## Task directions
Please set down exactly the lines of the listing below from the line containing "impl PollStrategy for ListingStrategy" through the line containing "let result = fetcher.fetch_until(request, Some(&mut", both lines included, leaving out all other lines.

+ + + +

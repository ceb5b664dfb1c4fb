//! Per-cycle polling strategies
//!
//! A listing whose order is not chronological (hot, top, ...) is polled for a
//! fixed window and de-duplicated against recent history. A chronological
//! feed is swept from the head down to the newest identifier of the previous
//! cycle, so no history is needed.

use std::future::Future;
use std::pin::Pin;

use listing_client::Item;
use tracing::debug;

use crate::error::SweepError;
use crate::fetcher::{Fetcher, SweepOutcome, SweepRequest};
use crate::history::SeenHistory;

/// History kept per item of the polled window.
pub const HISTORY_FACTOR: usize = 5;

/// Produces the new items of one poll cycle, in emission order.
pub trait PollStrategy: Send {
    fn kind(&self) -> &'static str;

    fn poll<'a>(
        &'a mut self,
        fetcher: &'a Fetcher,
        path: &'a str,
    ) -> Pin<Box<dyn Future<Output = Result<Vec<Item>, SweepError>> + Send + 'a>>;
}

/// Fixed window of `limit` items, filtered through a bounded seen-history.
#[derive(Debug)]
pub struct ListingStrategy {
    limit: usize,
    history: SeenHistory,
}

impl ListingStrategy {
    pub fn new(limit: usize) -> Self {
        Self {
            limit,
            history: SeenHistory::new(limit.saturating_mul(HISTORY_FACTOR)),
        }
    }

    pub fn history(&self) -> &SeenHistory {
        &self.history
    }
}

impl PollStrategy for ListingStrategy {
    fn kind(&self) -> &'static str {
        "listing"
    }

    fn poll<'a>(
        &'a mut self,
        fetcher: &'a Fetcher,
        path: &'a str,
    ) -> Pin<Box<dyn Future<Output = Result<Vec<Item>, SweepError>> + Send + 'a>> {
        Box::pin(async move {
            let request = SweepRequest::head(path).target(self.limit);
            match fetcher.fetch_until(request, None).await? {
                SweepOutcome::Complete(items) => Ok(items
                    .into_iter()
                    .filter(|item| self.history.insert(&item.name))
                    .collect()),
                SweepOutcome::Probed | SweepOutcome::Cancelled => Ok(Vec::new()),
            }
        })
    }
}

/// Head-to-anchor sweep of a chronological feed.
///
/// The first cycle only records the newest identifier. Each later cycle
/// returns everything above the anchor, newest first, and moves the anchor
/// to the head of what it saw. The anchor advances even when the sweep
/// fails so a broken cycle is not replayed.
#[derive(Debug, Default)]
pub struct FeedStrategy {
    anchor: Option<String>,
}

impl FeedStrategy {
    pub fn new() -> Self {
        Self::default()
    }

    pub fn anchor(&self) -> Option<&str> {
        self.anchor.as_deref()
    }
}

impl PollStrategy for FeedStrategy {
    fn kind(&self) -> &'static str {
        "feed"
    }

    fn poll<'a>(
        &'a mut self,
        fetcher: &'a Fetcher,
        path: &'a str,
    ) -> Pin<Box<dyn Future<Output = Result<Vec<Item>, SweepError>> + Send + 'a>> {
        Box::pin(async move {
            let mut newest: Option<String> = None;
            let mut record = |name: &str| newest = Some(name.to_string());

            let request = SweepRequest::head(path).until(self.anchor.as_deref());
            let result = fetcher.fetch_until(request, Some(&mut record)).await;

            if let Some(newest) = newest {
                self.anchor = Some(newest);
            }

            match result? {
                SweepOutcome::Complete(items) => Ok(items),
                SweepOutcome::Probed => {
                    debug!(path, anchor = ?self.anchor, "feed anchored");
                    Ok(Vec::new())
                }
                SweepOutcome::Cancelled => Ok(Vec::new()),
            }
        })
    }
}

+ + + +

## Solution to the exercise
impl PollStrategy for ListingStrategy {
    fn kind(&self) -> &'static str {
        "listing"
    }

    fn poll<'a>(
        &'a mut self,
        fetcher: &'a Fetcher,
        path: &'a str,
    ) -> Pin<Box<dyn Future<Output = Result<Vec<Item>, SweepError>> + Send + 'a>> {
        Box::pin(async move {
            let request = SweepRequest::head(path).target(self.limit);
            match fetcher.fetch_until(request, None).await? {
                SweepOutcome::Complete(items) => Ok(items
                    .into_iter()
                    .filter(|item| self.history.insert(&item.name))
                    .collect()),
                SweepOutcome::Probed | SweepOutcome::Cancelled => Ok(Vec::new()),
            }
        })
    }
}

/// Head-to-anchor sweep of a chronological feed.
///
/// The first cycle only records the newest identifier. Each later cycle
/// returns everything above the anchor, newest first, and moves the anchor
/// to the head of what it saw. The anchor advances even when the sweep
/// fails so a broken cycle is not replayed.
#[derive(Debug, Default)]
pub struct FeedStrategy {
    anchor: Option<String>,
}

impl FeedStrategy {
    pub fn new() -> Self {
        Self::default()
    }

    pub fn anchor(&self) -> Option<&str> {
        self.anchor.as_deref()
    }
}

impl PollStrategy for FeedStrategy {
    fn kind(&self) -> &'static str {
        "feed"
    }

    fn poll<'a>(
        &'a mut self,
        fetcher: &'a Fetcher,
        path: &'a str,
    ) -> Pin<Box<dyn Future<Output = Result<Vec<Item>, SweepError>> + Send + 'a>> {
        Box::pin(async move {
            let mut newest: Option<String> = None;
            let mut record = |name: &str| newest = Some(name.to_string());

            let request = SweepRequest::head(path).until(self.anchor.as_deref());
            let result = fetcher.fetch_until(request, Some(&mut record)).await;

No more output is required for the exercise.